Diese Rechtsauffassung steht auch im Einklang mit den Grundsätzen der verdeckten Gewinnausschüttung an beherrschende Gesellschafter. Hier zielt nach der Rechtsprechung des BFH dann, wenn eine tatsächlich getroffene Entgeltsvereinbarung nicht bereits dem Grunde nach unüblich ist, der Fremdvergleichsmaßstab auf die Ermittlung des unangemessenen Teils des Entgelts (vgl. BFH-Urteile vom 25. Oktober 1995 I R 9/95, BFHE 179, 270, BStBl II 1997, 703; vom 29. Mai 1996 I R 70/95, BFH/NV 1997, 65). Es sind keine Gründe dafür erkennbar, weshalb dies bei Verträgen zwischen nahen Angehörigen anders zu beurteilen sein sollte.

b) Zu Unrecht beruft sich das BMF zur Stützung seiner Auffassung, daß ein Vertrag zwischen nahen Angehörigen dann, wenn einzelne Regelungen dem Fremdvergleich nicht standhalten, stets steuerlich insgesamt nicht anzuerkennen sei, auf Spindler (DB 1997, 643, 648). Dieser hat zwar ausgeführt, daß ein Vertragsverhältnis zwischen nahen Angehörigen, das dem Fremdvergleich nicht standhält, insgesamt der Besteuerung nicht zugrunde zu legen sei; er hat sich dabei auf das BFH-Urteil vom 28. März 1995 IX R 14/93 (BFH/NV 1995, 964) bezogen. Dieses Urteil betrifft einen Sachverhalt, bei dem bereits die Höhe der Miete, also die Höhe einer vertraglichen Hauptpflicht, ebenso wie die tatsächliche Durchführung unklar war. Denn nach den tatsächlichen Feststellungen des FG hatte der Kläger als der Vermieter rückwirkend eine höhere Miete als die in dem schriftlichen Mietvertrag vereinbarte gefordert.

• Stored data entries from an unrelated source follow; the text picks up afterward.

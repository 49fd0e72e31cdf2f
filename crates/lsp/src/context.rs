//! Cursor context classification.
//!
//! Decides which field vocabulary applies at a position. An exact walk over
//! the node ranges runs first; when it finds nothing (blank lines are not
//! covered by any node) the nearest key above the cursor decides.

use tekton_core::schema::{self, KIND_PIPELINE};
use tekton_core::{Document, Node, Position};

#[derive(Debug, Clone, Copy, PartialEq, Eq, Hash)]
pub enum Context {
    Unknown,
    Metadata,
    PipelineSpec,
    TaskSpec,
    PipelineTaskItem,
    StepItem,
}

/// Classify the cursor position. Non-Tekton documents are always `Unknown`.
pub fn classify(doc: &Document, pos: Position) -> Context {
    if !doc.is_tekton_resource() {
        return Context::Unknown;
    }

    match walk(&doc.root, pos, &doc.kind) {
        Context::Unknown => nearest_key(&doc.root, pos, &doc.kind),
        ctx => ctx,
    }
}

fn spec_context(kind: &str) -> Context {
    if kind == KIND_PIPELINE {
        Context::PipelineSpec
    } else if schema::is_task_kind(kind) {
        Context::TaskSpec
    } else {
        Context::Unknown
    }
}

fn list_context(key: &str) -> Context {
    match key {
        "tasks" | "finally" => Context::PipelineTaskItem,
        "steps" => Context::StepItem,
        _ => Context::Unknown,
    }
}

fn walk(node: &Node, pos: Position, kind: &str) -> Context {
    if !node.range.contains(pos) {
        return Context::Unknown;
    }

    if let Some(children) = node.as_mapping() {
        for (key, child) in children {
            if !child.range.contains(pos) {
                continue;
            }
            match key.as_str() {
                "metadata" => return Context::Metadata,
                "spec" => {
                    let ctx = match spec_list_at(child, pos) {
                        Context::Unknown => spec_context(kind),
                        ctx => ctx,
                    };
                    if ctx != Context::Unknown {
                        return ctx;
                    }
                }
                "tasks" | "finally" | "steps" => return list_context(key),
                _ => {}
            }
            let deeper = walk(child, pos, kind);
            if deeper != Context::Unknown {
                return deeper;
            }
        }
    }

    for item in node.as_sequence() {
        let deeper = walk(item, pos, kind);
        if deeper != Context::Unknown {
            return deeper;
        }
    }

    Context::Unknown
}

/// The list context of the `spec` child containing `pos`, one level down.
fn spec_list_at(spec: &Node, pos: Position) -> Context {
    spec.as_mapping()
        .into_iter()
        .flatten()
        .filter(|(_, child)| child.range.contains(pos))
        .map(|(key, _)| list_context(key))
        .find(|ctx| *ctx != Context::Unknown)
        .unwrap_or(Context::Unknown)
}

fn nearest_key(node: &Node, pos: Position, kind: &str) -> Context {
    let Some(children) = node.as_mapping() else {
        return Context::Unknown;
    };

    // Later-declared keys win ties on the same start line.
    let best = children
        .iter()
        .enumerate()
        .filter(|(_, (_, child))| child.range.start.line <= pos.line)
        .max_by_key(|(index, (_, child))| (child.range.start.line, *index))
        .map(|(_, entry)| entry);

    let Some((key, child)) = best else {
        return Context::Unknown;
    };

    match key.as_str() {
        "metadata" => Context::Metadata,
        "spec" => match nearest_key(child, pos, kind) {
            Context::Unknown => spec_context(kind),
            ctx => ctx,
        },
        other => list_context(other),
    }
}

c) Bei Anwendung der vorstehenden Grundsätze auf den Streitfall sind die Pachtzahlungen ab Juni 1991 in der vom FG anerkannten Höhe als Betriebsausgaben abziehbar. Es steht außer Frage, daß die Klägerin das gepachtete Grundstück für ihre betrieblichen Zwecke genutzt und die vereinbarte Pacht regelmäßig gezahlt hat. Anhaltspunkte dafür, daß der monatlich gezahlte Pachtzins unangemessen hoch gewesen wäre, hat das FG nicht festgestellt und sind mit der Revision auch nicht geltend gemacht worden. Selbst wenn der Verzicht auf einen Anspruch auf Wertausgleich gemäß §§ 812, 951 BGB als privat veranlaßt zu werten wäre, kann er von den angemessenen monatlichen Pachtzinsen ebenso eindeutig abgegrenzt werden, wie der Anspruch auf eine Direktversicherung oder eine Pensionszusage von dem vereinbarten Monatsgehalt eines Arbeitnehmers trennbar ist. Die vom FG vorgenommene Kürzung der abziehbaren Pachtzahlungen um 12 500 DM hat die Klägerin, die keine Revision eingelegt hat, akzeptiert.